The solution is to edit your project’s buildout.cfg and look for the [zopectl] section, which defines basic information about the little web server that Grok comes with by default. You need to add a line that looks like:

address = localhost:8012

This will make the whole [zopectl] section, at least on the version of Grok I’m using, look something like:

[zopectl]
recipe = zc.zope3recipes:instance
application = app
zope.conf = ${data:zconfig}
address = localhost:8012

The address can either be a plain port number, like 8012, or can specify both an interface’s IP address followed by a port number, like localhost:8012 or my.host.com:80.

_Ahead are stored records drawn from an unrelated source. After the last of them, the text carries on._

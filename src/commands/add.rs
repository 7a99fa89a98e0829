//! Add a component to the project

use colored::*;
use eyre::Result;

use super::Context;
use crate::cli::OutputFormat;
use crate::component::installer::{AddOptions, AddReport, AddStatus, Installer, parse_var};
use crate::project::ProjectConfig;
use crate::registry::manifest::shell_args;
use crate::version::ComponentRef;

/// Raw `add` flags from the command line
pub struct AddFlags {
    pub provider: Option<String>,
    pub model: Option<String>,
    pub stream: bool,
    pub with_lilypad: bool,
    pub vars: Vec<String>,
    pub force: bool,
    pub no_deps: bool,
    pub dry_run: bool,
}

impl AddFlags {
    fn into_options(self) -> Result<AddOptions> {
        let vars = self.vars.iter().map(|v| parse_var(v)).collect::<Result<Vec<_>>>()?;
        Ok(AddOptions {
            force: self.force,
            dry_run: self.dry_run,
            no_deps: self.no_deps,
            provider: self.provider,
            model: self.model,
            // Flags only ever switch these on; otherwise the project config decides
            stream: self.stream.then_some(true),
            lilypad: self.with_lilypad.then_some(true),
            vars,
        })
    }
}

pub fn run(identifier: &str, source: Option<&str>, flags: AddFlags, format: OutputFormat, ctx: &Context) -> Result<()> {
    let component = match ComponentRef::parse(identifier)? {
        ComponentRef::Manifest(location) => ComponentRef::Manifest(ctx.resolve_location(&location)),
        named => named,
    };
    let options = flags.into_options()?;

    let project = ProjectConfig::load_or_default(&ctx.root)?;
    let client = ctx.registry_client(&project, source)?;

    if format == OutputFormat::Text {
        ctx.status(format!(
            "{} Adding {}{}",
            "→".blue(),
            component.to_string().cyan(),
            if options.dry_run { " (dry run)".dimmed().to_string() } else { String::new() }
        ));
    }

    let installer = Installer::new(&client, &project, ctx.root.clone());
    let report = installer.add(&component, &options)?;

    match format {
        OutputFormat::Text => print_report(&report, ctx),
        OutputFormat::Json => println!("{}", serde_json::to_string_pretty(&report)?),
        OutputFormat::Yaml => println!("{}", serde_yaml::to_string(&report)?),
    }
    Ok(())
}

/// Shell line installing the report's Python requirements
fn install_line(tool: &str, requirements: &[String]) -> String {
    format!("{} {}", tool, shell_args(requirements))
}

fn print_report(report: &AddReport, ctx: &Context) {
    for component in &report.components {
        let label = format!("{}@{}", component.name, component.version);
        let relative = component
            .target_dir
            .strip_prefix(&ctx.root)
            .unwrap_or(&component.target_dir)
            .display()
            .to_string();
        let dep = if component.dependency { " (dependency)".dimmed().to_string() } else { String::new() };

        match component.status {
            AddStatus::AlreadyExists => {
                ctx.status(format!(
                    "  {} {} already exists at {}{}",
                    "⚠".yellow(),
                    label.cyan(),
                    relative,
                    dep
                ));
                if !component.dependency {
                    ctx.status(format!("    Use {} to overwrite", "--force".cyan()));
                }
            }
            AddStatus::Added => {
                let verb = if report.dry_run { "Would add" } else { "Added" };
                ctx.status(format!("  {} {} {} → {}{}", "✓".green(), verb, label.cyan(), relative, dep));
                for file in &component.files {
                    let shown = file.strip_prefix(&ctx.root).unwrap_or(file);
                    ctx.status(format!("      {}", shown.display().to_string().dimmed()));
                }
                if !component.unresolved.is_empty() {
                    ctx.status(format!(
                        "    {} No value for template variable(s): {} (pass --var name=value)",
                        "⚠".yellow(),
                        component.unresolved.join(", ")
                    ));
                }
            }
        }
    }

    let skipped = report.skipped().count();
    if report.added().count() == 0 {
        if skipped > 0 {
            ctx.status("");
            ctx.status(format!("Nothing added, {} component(s) already present", skipped));
        }
        return;
    }

    if !report.python_dependencies.is_empty() {
        ctx.status("");
        ctx.status("Python dependencies:".bold());
        ctx.status(format!("  {}", install_line("uv add", &report.python_dependencies)));
        ctx.status(format!(
            "  {} {}",
            "or".dimmed(),
            install_line("pip install", &report.python_dependencies)
        ));
    }

    if !report.environment_variables.is_empty() {
        ctx.status("");
        ctx.status("Environment variables:".bold());
        for var in &report.environment_variables {
            let state = if std::env::var_os(var).is_some() { "set".green() } else { "not set".yellow() };
            ctx.status(format!("  {} ({})", var, state));
        }
    }

    for component in report.added() {
        if let Some(instructions) = &component.instructions {
            ctx.status("");
            ctx.status(format!("{} {}", "Next steps for".bold(), component.name.cyan().bold()));
            for line in instructions.lines() {
                ctx.status(format!("  {}", line));
            }
        }
    }
}

#[cfg(test)]
mod tests {
    use super::*;

    #[test]
    fn test_install_line_quotes_specifiers() {
        let reqs = vec!["mirascope>=1.0".to_string(), "httpx>=0.27".to_string(), "exa-py".to_string()];
        assert_eq!(install_line("uv add", &reqs), r#"uv add "mirascope>=1.0" "httpx>=0.27" exa-py"#);
        assert_eq!(install_line("pip install", &reqs[2..]), "pip install exa-py");
    }

    #[test]
    fn test_flags_into_options() {
        let flags = AddFlags {
            provider: Some("anthropic".to_string()),
            model: None,
            stream: false,
            with_lilypad: true,
            vars: vec!["temperature=0.9".to_string()],
            force: false,
            no_deps: true,
            dry_run: false,
        };
        let options = flags.into_options().unwrap();
        assert_eq!(options.stream, None);
        assert_eq!(options.lilypad, Some(true));
        assert_eq!(options.vars, vec![("temperature".to_string(), "0.9".to_string())]);
        assert!(options.no_deps);
    }
}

After changing the address, you must re-run buildout for your change to have any effect! There have been many occasions on which I have adjusted this setting, and then been puzzled about why it is having no effect, because I forgot to re-run the ./bin/buildout command.

Note that, if you include the IP address and colon instead of just a bare port number, you are indirectly specifying which interface Grok will listen on by naming the IP address associated with the interface. This might confuse you at first. It means that you are not giving an actual interface name — Grok will not understand if you tell it to listen on lo or eth0 or wlan0. Instead, you have to look at the output of a command like ifconfig -a or ip a, find the IP address associated with the interface, and then name either the raw IP address or else a host name that points at that IP address.

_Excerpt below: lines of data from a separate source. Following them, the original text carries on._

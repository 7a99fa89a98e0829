//! Generate component documentation

use colored::*;
use eyre::Result;

use super::{Context, parse_type};
use crate::cli::DocsAction;
use crate::component::docs::{DocStatus, DocsOptions, generate};
use crate::project::ProjectConfig;

pub fn run(action: DocsAction, ctx: &Context) -> Result<()> {
    match action {
        DocsAction::Generate {
            path,
            r#type,
            force,
            dry_run,
        } => {
            let options = DocsOptions {
                force,
                dry_run,
                component_type: parse_type(r#type.as_deref())?,
            };

            let roots = match path {
                Some(path) => vec![ctx.root.join(path)],
                None => {
                    let project = ProjectConfig::load_or_default(&ctx.root)?;
                    project.component_dirs(&ctx.root).into_iter().map(|(_, dir)| dir).collect()
                }
            };

            generate_docs(&roots, &options, ctx)
        }
    }
}

fn generate_docs(roots: &[std::path::PathBuf], options: &DocsOptions, ctx: &Context) -> Result<()> {
    let results = generate(roots, options)?;

    if results.is_empty() {
        ctx.status("No components found.");
        return Ok(());
    }

    let mut written = 0;
    for result in &results {
        let shown = result.path.strip_prefix(&ctx.root).unwrap_or(&result.path).display().to_string();
        match result.status {
            DocStatus::Written => {
                written += 1;
                ctx.status(format!("  {} {} → {}", "✓".green(), result.name.cyan(), shown));
            }
            DocStatus::WouldWrite => {
                ctx.status(format!("  {} {} → {} (dry run)", "→".blue(), result.name.cyan(), shown));
            }
            DocStatus::Exists => {
                ctx.status(format!("  {} {} exists, skipped", "-".dimmed(), shown));
            }
        }
    }

    let skipped = results.iter().filter(|r| r.status == DocStatus::Exists).count();
    ctx.status("");
    ctx.status(format!(
        "{} doc(s) written, {} skipped{}",
        written,
        skipped,
        if skipped > 0 { " (use --force to overwrite)" } else { "" }
    ));

    Ok(())
}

For example, since most machines define localhost as being the IP address 127.0.0.1 (check out the file /etc/hosts on a typical Unix machine to verify that your machine defines localhost this way), the following two address lines are equivalent:

address = 127.0.0.1:8080
address = localhost:8080

Note that all of this about the buildout.cfg only applies if you are using Grok’s built-in web server. If you are instead running it under a paste-based WSGI pipeline, or inside of Apache, or under a CherryPy web server, or through some other exotic mechanism, then what you put in the [zopectl] section of your buildout.cfg will probably not matter at all. (Or your buildout.cfg might not even have that section!) Instead, you would consult the documentation for the particular web server you’re using to find out how to set its listening address.

But the central lesson of this HOWTO is the same regardless of the web server you use: letting a web application listen on all of your computer’s interfaces is dangerous if the application is not finished, polished, tested, and ready for attacks from the very clever criminals on the Internet who will test and probe every page, every form, and every script for some way to exploit a flaw. Until your application is ready to go live, you should have it listen only on localhost for connections coming directly from your machine.

If your web browser runs on a different machine than the one on which you’re developing your Grok application, but you still want the safety of having Grok listen only on the loopback interface, there are ways that you can VPN or tunnel a connection to the development machine so that your web browser’s connections look like they’re coming from “localhost”. Though port-forwarding is a big issue that I cannot cover in detail here (try a Google search), I should mention that I myself usually develop my Grok apps on a server that’s a different machine than my desktop where Firefox runs, and that the following command lets me cause port 8080 on my desktop to actually make a request to port 8080 on the server from its own loopback interface:

ssh -N -L 8080:localhost:8080 my.server.com

Note that a properly configured firewall is another way to prevent hosts out on the Internet from connecting to your development Grok instances.

Finally, even when someone is finished and ready to deploy their Grok app, an experienced web developer will often leave it listening on localhost and protect it by putting it behind another HTTP implementation as a proxy — such as Apache, Squid, Pound, or Varnish. But that is a large topic that deserves a HOWTO of its own!